Ainsi le Conseil d’Etat rappelle précisément que l’infection nosocomiale est une infection contractée au cours ou au décours de la prise en charge c’est-à-dire soit pendant l’ensemble des actes de prévention, de diagnostic ou de soins qui sont prodigués lors d’une hospitalisation et toute infection qui intervient pendant l’hospitalisation du patient.
Dans sa décision en date du 23 mars 2018, le Conseil d’Etat rappelle in fine exactement la même position, décrivant en revanche la notion de cause extérieure.
En effet, au point 2 de sa décision, le Conseil d’Etat rappelle :
« Que doit être regardée, au sens de ces dispositions, comme présentant un caractère nosocomial une infection survenant au cours ou au décours de la prise en charge d’un patient et qui n’était ni présente, ni en incubation au début de celle-ci, sauf s’il est établi qu’elle a une autre origine que la prise en charge ».
Le Conseil d’Etat rappelle les éléments constitutifs de présomption réfragable posés depuis de longues années par la jurisprudence.
L’établissement de soins peut alors démontrer que l’infection répond aux critères de la force majeure.
Le Conseil d’Etat indique que l’infection étant liée de manière objective non pas à un soin mais à l’état préexistant du patient qui, par régurgitations, provoque une infection nosocomiale, cette infection n’est pas liée à un acte de prévention, de diagnostic ou de soins mais est en générée par l’état initial de la victime.

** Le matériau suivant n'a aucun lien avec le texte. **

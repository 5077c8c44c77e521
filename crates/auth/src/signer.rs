//! Time-rotating HMAC-SHA256 request signing.

use crate::clock::{Clock, SystemClock};
use crate::credentials::SignerCredentials;
use crate::error::AuthError;
use base64::{engine::general_purpose, Engine as _};
use hmac::{Hmac, Mac};
use sha2::Sha256;
use std::sync::Arc;
use zeroize::Zeroizing;

type HmacSha256 = Hmac<Sha256>;

/// Default rotation period for the derived signing key.
const DEFAULT_PERIOD_SECONDS: u64 = 60;

/// Default header carrying the API key.
const DEFAULT_KEY_HEADER: &str = "X-Api-Key";

/// Header carrying the request timestamp.
const TIMESTAMP_HEADER: &str = "X-Timestamp";

/// Header carrying the request signature.
const SIGNATURE_HEADER: &str = "X-Signature";

/// Signer configuration beyond the credentials themselves.
#[derive(Debug, Clone)]
pub struct SignerConfig {
    /// How often the derived signing key changes, in seconds. Must be
    /// positive.
    pub period_seconds: u64,
    /// Header name used for the API key. Some deployments expect
    /// `X-Service` instead of the default `X-Api-Key`.
    pub key_header: String,
}

impl Default for SignerConfig {
    fn default() -> Self {
        Self {
            period_seconds: DEFAULT_PERIOD_SECONDS,
            key_header: DEFAULT_KEY_HEADER.to_string(),
        }
    }
}

/// Request signer producing time-rotating HMAC authentication headers.
///
/// Each signing call derives a short-lived key from the base secret and
/// the current time slice, signs a canonical representation of the
/// request with it, and emits three headers: the API key, an ISO-8601
/// UTC timestamp, and the base64 signature.
pub struct RequestSigner<'a> {
    credentials: &'a SignerCredentials,
    config: SignerConfig,
    clock: Arc<dyn Clock>,
}
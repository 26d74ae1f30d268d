use crate::formula::{Formula, Model};
use log::trace;

/// Exhaustive depth-first search over the variables in index order, trying
/// true before false, pruning any branch whose partial assignment already
/// falsifies a clause. Returns a satisfying assignment, or `None` after
/// exhausting the space; in the latter case every variable this call assigned
/// is back to unassigned.
pub fn backtrack(f: &mut Formula) -> Option<Model> {
    let var = match f.first_unassigned() {
        Some(v) => v,
        // Every variable is assigned; only reachable when no clause pruned
        // the branch earlier (e.g. a formula with zero clauses).
        None => return if f.sat() { f.model() } else { None },
    };

    for &value in &[true, false] {
        f.assign(var, value);
        trace!("try {} = {}", var, value);
        if !f.unsat() {
            if let Some(model) = backtrack(f) {
                // The chosen value is part of the solution; leave it in place.
                return Some(model);
            }
        }
    }

    trace!("exhausted {}, backtracking", var);
    f.unassign(var);
    None
}
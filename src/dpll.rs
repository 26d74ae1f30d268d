use crate::backtrack::backtrack;
use crate::formula::{Assignment, Formula, Model, Variable};
use log::{debug, trace};

/// Backtracking search with a one-shot unit-propagation pre-pass: a single
/// scan of the clause list (not iterated to a fixed point) commits every
/// variable forced by a unit clause and discharges those clauses from the
/// working sequence before delegating to [`backtrack`].
pub fn dpll(f: &mut Formula) -> Option<Model> {
    let mut forced: Vec<Variable> = vec![];
    let mut discharged: Vec<usize> = vec![];

    for idx in 0..f.clause_count() {
        let literal = match f.clause(idx).unit_literal() {
            Some(l) => l.clone(),
            None => continue,
        };

        match f.literal_value(&literal) {
            // An earlier unit clause pinned this variable to the opposite
            // value; the formula cannot be satisfied.
            Assignment::False => {
                trace!("unit conflict on {}", literal.variable());
                undo(f, &forced);
                return None;
            }
            // Already forced to the required value by a duplicate unit.
            Assignment::True => {}
            Assignment::Unassigned => {
                trace!("unit clause forces {}", literal);
                f.assign(*literal.variable(), literal.is_positive());
                forced.push(*literal.variable());
            }
        }
        discharged.push(idx);
    }

    debug!(
        "unit propagation forced {} variables, discharged {} clauses",
        forced.len(),
        discharged.len()
    );
    f.remove_clauses(&discharged);

    match backtrack(f) {
        Some(model) => Some(model),
        None => {
            undo(f, &forced);
            None
        }
    }
}

// The delegated search restores its own trial assignments on failure; the
// pre-pass is responsible for the variables it forced.
fn undo(f: &mut Formula, forced: &[Variable]) {
    for &v in forced {
        f.unassign(v);
    }
}

#[cfg(test)]
mod tests {
    use super::*;
    use crate::formula::{n, p, Clause};
    use crate::formula::dimacs::parse;
    use test_env_log::test;

    #[test]
    fn single_positive_unit() {
        let mut f = Formula::new(1, vec![Clause::new(vec![p(1)])]);
        let model = dpll(&mut f).expect("satisfiable");
        assert!(model.value(Variable(1)));
        // The unit clause was discharged before the search ran.
        assert_eq!(f.clause_count(), 0);
    }

    #[test]
    fn contradictory_units_unsat() {
        let mut f = Formula::new(1, vec![Clause::new(vec![p(1)]), Clause::new(vec![n(1)])]);
        assert!(dpll(&mut f).is_none());
        assert_eq!(f.assignment(Variable(1)), Assignment::Unassigned);
    }

    #[test]
    fn conflict_detected_in_pre_pass() {
        // The conflicting units are decided before any branching; the other
        // clause never constrains anything because the search is not reached.
        let mut f = Formula::new(
            3,
            vec![
                Clause::new(vec![p(1)]),
                Clause::new(vec![n(1)]),
                Clause::new(vec![p(2), p(3)]),
            ],
        );
        assert!(dpll(&mut f).is_none());
        // The pre-pass bailed out before discharging anything.
        assert_eq!(f.clause_count(), 3);
        for v in f.variables() {
            assert_eq!(f.assignment(v), Assignment::Unassigned);
        }
    }

    #[test]
    fn forced_value_respected_by_search() {
        // {1} forces 1 = true, so (-1 | 2) can only be satisfied by 2 = true.
        let mut f = Formula::new(
            2,
            vec![Clause::new(vec![p(1)]), Clause::new(vec![n(1), p(2)])],
        );
        let model = dpll(&mut f).expect("satisfiable");
        assert!(model.value(Variable(1)));
        assert!(model.value(Variable(2)));
        assert_eq!(f.clause_count(), 1);
    }

    #[test]
    fn duplicate_units_both_discharged() {
        let mut f = Formula::new(1, vec![Clause::new(vec![p(1)]), Clause::new(vec![p(1)])]);
        let model = dpll(&mut f).expect("satisfiable");
        assert!(model.value(Variable(1)));
        assert_eq!(f.clause_count(), 0);
    }

    #[test]
    fn negative_unit_forces_false() {
        let mut f = Formula::new(2, vec![Clause::new(vec![n(2)]), Clause::new(vec![p(1), p(2)])]);
        let model = dpll(&mut f).expect("satisfiable");
        assert!(!model.value(Variable(2)));
        assert!(model.value(Variable(1)));
    }

    #[test]
    fn single_pass_does_not_chase_new_units() {
        // Nothing here is unit, so the pre-pass must leave the clause list
        // untouched even though branching will create unit-like situations.
        let mut f = Formula::new(
            2,
            vec![Clause::new(vec![p(1), p(2)]), Clause::new(vec![n(1), n(2)])],
        );
        let model = dpll(&mut f).expect("satisfiable");
        assert_eq!(f.clause_count(), 2);
        assert!(model.value(Variable(1)));
        assert!(!model.value(Variable(2)));
    }

    #[test]
    fn exhaustion_after_forcing_leaves_no_assignments_behind() {
        // {1} forces 1 = true; the remaining clauses demand 2 and !2, so the
        // delegated search exhausts. The forced assignment must be undone too.
        let cnf = "p cnf 2 3
1 0
-1 2 0
-1 -2 0
";
        let mut f = parse(cnf.as_bytes()).expect("failed to parse");
        assert!(dpll(&mut f).is_none());
        for v in f.variables() {
            assert_eq!(f.assignment(v), Assignment::Unassigned);
        }
    }

    #[test]
    fn scenarios_agree_with_backtrack() {
        let scenarios = &[
            ("p cnf 1 1\n1 0\n", true),
            ("p cnf 1 2\n1 0\n-1 0\n", false),
            ("p cnf 3 1\n1 2 3 0\n", true),
            ("p cnf 2 2\n1 2 0\n-1 -2 0\n", true),
        ];
        for (cnf, satisfiable) in scenarios {
            let f = parse(cnf.as_bytes()).expect("failed to parse");
            let r1 = crate::backtrack(&mut f.clone());
            let r2 = dpll(&mut f.clone());
            assert_eq!(r1.is_some(), *satisfiable, "{}", cnf);
            assert_eq!(r2.is_some(), *satisfiable, "{}", cnf);
        }
    }
}
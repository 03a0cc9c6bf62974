//! Lexical tokens.

use std::fmt;

use crate::domain::registry::RegistryEntry;

#[derive(Debug, Clone, Copy, PartialEq, Eq, Hash)]
pub enum TokenKind {
    Number,
    String,
    Boolean,
    Identifier,
    Keyword,
    BuiltinVariable,
    BuiltinFunction,
    TypeDeclaration,
    Constant,
    Operator,
    LParen,
    RParen,
    LBrace,
    RBrace,
    LBracket,
    RBracket,
    Comma,
    Colon,
}

impl TokenKind {
    /// Whether a token of this kind can close an operand, making a following
    /// `-` binary rather than a sign.
    pub fn ends_operand(self) -> bool {
        matches!(
            self,
            TokenKind::Number
                | TokenKind::String
                | TokenKind::Boolean
                | TokenKind::Identifier
                | TokenKind::BuiltinVariable
                | TokenKind::Constant
                | TokenKind::RParen
                | TokenKind::RBracket
        )
    }
}

impl fmt::Display for TokenKind {
    fn fmt(&self, f: &mut fmt::Formatter<'_>) -> fmt::Result {
        let s = match self {
            TokenKind::Number => "number",
            TokenKind::String => "string",
            TokenKind::Boolean => "boolean",
            TokenKind::Identifier => "identifier",
            TokenKind::Keyword => "keyword",
            TokenKind::BuiltinVariable => "builtin variable",
            TokenKind::BuiltinFunction => "builtin function",
            TokenKind::TypeDeclaration => "type",
            TokenKind::Constant => "constant",
            TokenKind::Operator => "operator",
            TokenKind::LParen => "'('",
            TokenKind::RParen => "')'",
            TokenKind::LBrace => "'{'",
            TokenKind::RBrace => "'}'",
            TokenKind::LBracket => "'['",
            TokenKind::RBracket => "']'",
            TokenKind::Comma => "','",
            TokenKind::Colon => "':'",
        };
        f.write_str(s)
    }
}

#[derive(Debug, Clone, PartialEq)]
pub enum Literal {
    Number(f64),
    Str(String),
    Bool(bool),
}

/// A classified lexeme. `position` is the byte offset of the lexeme in the source.
#[derive(Debug, Clone, PartialEq)]
pub struct Token {
    pub kind: TokenKind,
    pub lexeme: String,
    pub literal: Option<Literal>,
    pub position: usize,
    /// Registry entry for words that name a builtin, keyword, type or operator.
    pub entry: Option<&'static RegistryEntry>,
}

impl Token {
    pub fn new(kind: TokenKind, lexeme: impl Into<String>, position: usize) -> Self {
        Self {
            kind,
            lexeme: lexeme.into(),
            literal: None,
            position,
            entry: None,
        }
    }

    pub fn with_literal(mut self, literal: Literal) -> Self {
        self.literal = Some(literal);
        self
    }

    pub fn with_entry(mut self, entry: &'static RegistryEntry) -> Self {
        self.entry = Some(entry);
        self
    }

    pub fn is_operator(&self, op: &str) -> bool {
        self.kind == TokenKind::Operator && self.lexeme == op
    }

    pub fn is_keyword(&self, keyword: &str) -> bool {
        self.kind == TokenKind::Keyword && self.lexeme == keyword
    }

    /// Short rendering used in syntax error messages.
    pub fn describe(&self) -> String {
        match self.kind {
            TokenKind::String => format!("string \"{}\"", self.lexeme),
            _ => format!("'{}'", self.lexeme),
        }
    }
}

Cependant, il convient de lire plus avant cet Arrêt pour comprendre la position du Conseil d’Etat quant à la notion d’infection nosocomiale au cours ou au décours de l’hospitalisation.
En effet, la patiente avait subi d’autres infections lors de traitements et d’hospitalisations en relation avec son état pathologique.
Ces infections étaient liées à la prise en charge et sont apparues au cours d’actes de soins et au cours d’hospitalisations rendues nécessaires par ces actes de soins.
La Cour Administrative d’Appel avait rejeté l’indemnisation des infections au motif qu’elles étaient sans conséquence.
Le Conseil d’Etat sanctionne la Cour Administrative d’Appel, l’obligeant à indemniser toutes les conséquences des infections qu’elle qualifie de nosocomiales.
Ainsi le Conseil d’Etat indique que lorsqu’une infection est générée par la pathologie autonome du patient à l’origine de l’hospitalisation, cette infection n’est pas nosocomiale, laquelle est contractée en amont ou est générée par la propre pathologie.
En revanche, l’ensemble des infections, quelles qu’en soient les conséquences, doivent revêtir le caractère d’infections nosocomiales dès lors qu’elles sont contractées au cours ou au décours d’une hospitalisation et surtout doivent être indemnisées quel que soit leur degré de conséquences.
Ainsi l’Arrêt du 23 mars 2018 ne constitue pas les prémices d’une restriction du champ de l’infection nosocomiale ; bien au contraire, il rappelle, comme les Arrêts qui le précèdent, que toute infection nosocomiale contractée lors d’une hospitalisation doit être indemnisée quelles qu’en soit les conséquences.
Soyez certains de la vigilance du cabinet pour porter avec conviction ces notions et analyses jurisprudentielles.